En aquel mitin, Burani Yediguéi gritó como los demás: «¡Gloria al Partido! ¡Aprobamos la línea del Partido!». Y luego, al final del acto, alguien de las últimas filas empezó a cantar la Internacional. Le siguieron algunas voces, y un momento después toda la muchedumbre cantaba como un solo hombre, bajo las bóvedas del depósito, el gran himno de todos los tiempos, el himno de todos los que han sido perpetuamente explotados. Yediguéi nunca había tenido ocasión de cantar junto a una multitud tan grande. Como sobre las olas, se sintió levantado yarrastrado por la conciencia triunfal, orgullosa y al mismo tiempo amarga, de su comunión con aquellos que son la sal y el sudor de la tierra. Y el himno de los comunistas fue creciendo, elevándose, haciendo arder en los corazones el valor y la decisión de resistir, de afirmar el derecho de muchos a la felicidad de muchos. Y como solía sucederle a menudo en los momentos de fuerte agitación, de nuevo le pareció que se encontraba en el mar de Aral. Allí habitaba su espíritu como una libre gaviota sobre las olas de blanca cresta, las alabashi.

Regresó a casa en ese estado de entusiasmo. Después del té, contó detalladamente a Ukubala, con vivos colores, todo lo que había pasado en el mitin. Contó también que había querido hablar y dijo lo que le había respondido el actual jefe del Partido, Chernov.

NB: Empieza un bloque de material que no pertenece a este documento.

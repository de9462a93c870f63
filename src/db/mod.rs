//! Database module for persistent storage.
//!
//! Provides async SQLite database access using SQLx for:
//! - Users, roles and role grants (authentication and permissions)
//! - Projects and project membership
//! - File records referenced by chat attachments
//! - Project discussion messages and their attachment rows
//! - Procurement orders, requests and their attachments

mod files;
pub mod messages;
mod permissions;
pub(crate) mod procurement;
mod projects;
mod users;

#[cfg(test)]
pub use files::FileRecord;
pub use files::FileRepository;
pub use messages::{MessageRepository, NewMessageRecord, RawMessageRow};
pub use permissions::PermissionRepository;
pub use procurement::{DeletedProcurement, ProcurementRepository};
pub use projects::ProjectRepository;
pub use users::UserRepository;

use sqlx::SqlitePool;
use sqlx::sqlite::{SqliteConnectOptions, SqlitePoolOptions};
use std::path::Path;
use std::sync::atomic::{AtomicU64, Ordering};
use std::time::Duration;
use thiserror::Error;
use tracing::info;

static MEMDB_COUNTER: AtomicU64 = AtomicU64::new(0);

/// Database errors.
#[derive(Debug, Error)]
pub enum DbError {
    #[error("database error: {0}")]
    Sqlx(sqlx::Error),
    #[error("migration error: {0}")]
    Migration(sqlx::migrate::MigrateError),
    #[error("{doctype} not found: {name}")]
    NotFound { doctype: String, name: String },
    #[error("user not found: {0}")]
    UserNotFound(String),
    #[error("internal error: {0}")]
    Internal(String),
}

/// Database handle with connection pool.
#[derive(Clone)]
pub struct Database {
    pool: SqlitePool,
}

impl Database {
    /// Connection acquire timeout - prevents request bursts from blocking indefinitely.
    const ACQUIRE_TIMEOUT: Duration = Duration::from_secs(5);

    /// Maximum time a connection can remain idle before being closed.
    const IDLE_TIMEOUT: Duration = Duration::from_secs(60);

    /// Create a new database connection, running migrations if needed.
    pub async fn new(path: &str) -> Result<Self, DbError> {
        let pool = if path == ":memory:" {
            // `file::memory:` is shared process-wide and collides across parallel
            // tests, so every call gets its own named shared-cache database.
            let id = MEMDB_COUNTER.fetch_add(1, Ordering::Relaxed);
            let memdb_uri = format!(
                "file:nirmaan-memdb-{}-{}?mode=memory&cache=shared",
                std::process::id(),
                id
            );

            let options = SqliteConnectOptions::new()
                .filename(&memdb_uri)
                .shared_cache(true)
                .create_if_missing(true);

            SqlitePoolOptions::new()
                .max_connections(1)
                .acquire_timeout(Self::ACQUIRE_TIMEOUT)
                .idle_timeout(Some(Self::IDLE_TIMEOUT))
                .test_before_acquire(true)
                .connect_with(options)
                .await?
        } else {
            if let Some(parent) = Path::new(path).parent()
                && !parent.as_os_str().is_empty()
                && let Err(e) = std::fs::create_dir_all(parent)
            {
                tracing::warn!(path = %parent.display(), error = %e, "Failed to create database directory");
            }

            let options = SqliteConnectOptions::new()
                .filename(path)
                .create_if_missing(true);

            SqlitePoolOptions::new()
                .max_connections(5)
                .acquire_timeout(Self::ACQUIRE_TIMEOUT)
                .idle_timeout(Some(Self::IDLE_TIMEOUT))
                .test_before_acquire(true)
                .connect_with(options)
                .await?
        };

        info!(path = %path, "Database connected");

        Self::run_migrations(&pool).await?;

        // WAL lets history reads proceed while a message insert is in flight
        sqlx::query("PRAGMA journal_mode=WAL")
            .execute(&pool)
            .await?;

        // Attachment rows cascade with their parent message
        sqlx::query("PRAGMA foreign_keys=ON").execute(&pool).await?;

        sqlx::query("PRAGMA synchronous=NORMAL")
            .execute(&pool)
            .await?;

        let integrity_result: String = sqlx::query_scalar("PRAGMA integrity_check")
            .fetch_one(&pool)
            .await?;

        if integrity_result != "ok" {
            tracing::error!(
                integrity_check = %integrity_result,
                "Database integrity check FAILED - corruption detected!"
            );
            return Err(DbError::Sqlx(sqlx::Error::Io(std::io::Error::new(
                std::io::ErrorKind::InvalidData,
                format!("Database integrity check failed: {}", integrity_result),
            ))));
        }

        info!("Database integrity check passed");

        Ok(Self { pool })
    }

    /// Get reference to the underlying connection pool.
    #[cfg(test)]
    pub fn pool(&self) -> &SqlitePool {
        &self.pool
    }

    /// Run embedded migrations.
    async fn run_migrations(pool: &SqlitePool) -> Result<(), DbError> {
        sqlx::migrate!("./migrations")
            .run(pool)
            .await
            .map_err(DbError::Migration)?;

        info!("Database migrations checked/applied");
        Ok(())
    }

    /// Get user repository.
    pub fn users(&self) -> UserRepository<'_> {
        UserRepository::new(&self.pool)
    }

    /// Get project repository.
    pub fn projects(&self) -> ProjectRepository<'_> {
        ProjectRepository::new(&self.pool)
    }

    /// Get file repository.
    pub fn files(&self) -> FileRepository<'_> {
        FileRepository::new(&self.pool)
    }

    /// Get project message repository.
    pub fn messages(&self) -> MessageRepository<'_> {
        MessageRepository::new(&self.pool)
    }

    /// Get role/permission repository.
    pub fn permissions(&self) -> PermissionRepository<'_> {
        PermissionRepository::new(&self.pool)
    }

    /// Get procurement repository.
    pub fn procurement(&self) -> ProcurementRepository<'_> {
        ProcurementRepository::new(&self.pool)
    }
}

/// Current wall-clock time in nanoseconds since the Unix epoch.
pub fn now_nanos() -> i64 {
    chrono::Utc::now().timestamp_nanos_opt().unwrap_or(0)
}

/// Build a `?, ?, ?` placeholder list for an `IN (...)` clause.
pub(crate) fn placeholders(count: usize) -> String {
    let mut out = String::with_capacity(count * 3);
    for i in 0..count {
        if i > 0 {
            out.push_str(", ");
        }
        out.push('?');
    }
    out
}

impl From<sqlx::Error> for DbError {
    fn from(err: sqlx::Error) -> Self {
        DbError::Sqlx(err)
    }
}

impl From<sqlx::migrate::MigrateError> for DbError {
    fn from(err: sqlx::migrate::MigrateError) -> Self {
        DbError::Migration(err)
    }
}

#[cfg(test)]
mod tests {
    use super::*;

    #[test]
    fn placeholders_builds_in_list() {
        assert_eq!(placeholders(0), "");
        assert_eq!(placeholders(1), "?");
        assert_eq!(placeholders(3), "?, ?, ?");
    }

    #[tokio::test]
    async fn memory_databases_are_isolated() {
        let a = Database::new(":memory:").await.unwrap();
        let b = Database::new(":memory:").await.unwrap();

        a.projects().upsert("PROJ-1", Some("Tower A")).await.unwrap();

        assert!(a.projects().exists("PROJ-1").await.unwrap());
        assert!(!b.projects().exists("PROJ-1").await.unwrap());
    }
}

Ukubala escuchó a su marido mientras le servía té del samovar, taza tras taza, y él iba bebiendo.

–¡Pero qué te pasa, has vaciado todo el samovar! –se asombró ella, riéndose.

–Sabes, en el mitin tenía muchas ganas de beber algo. Estaba muy trastornado. Pero no podía hacerlo, había mucha gente, no podía ni moverme. Y luego, cuando pude salir, quería saciar mi sed, pero vi un convoy que venía en nuestra dirección. Corrí al maquinista. Resultó ser un joven amigo. Zhandos, de TorekTam. Bueno, durante el camino bebí de su agua. ¡Pero de qué sirve eso!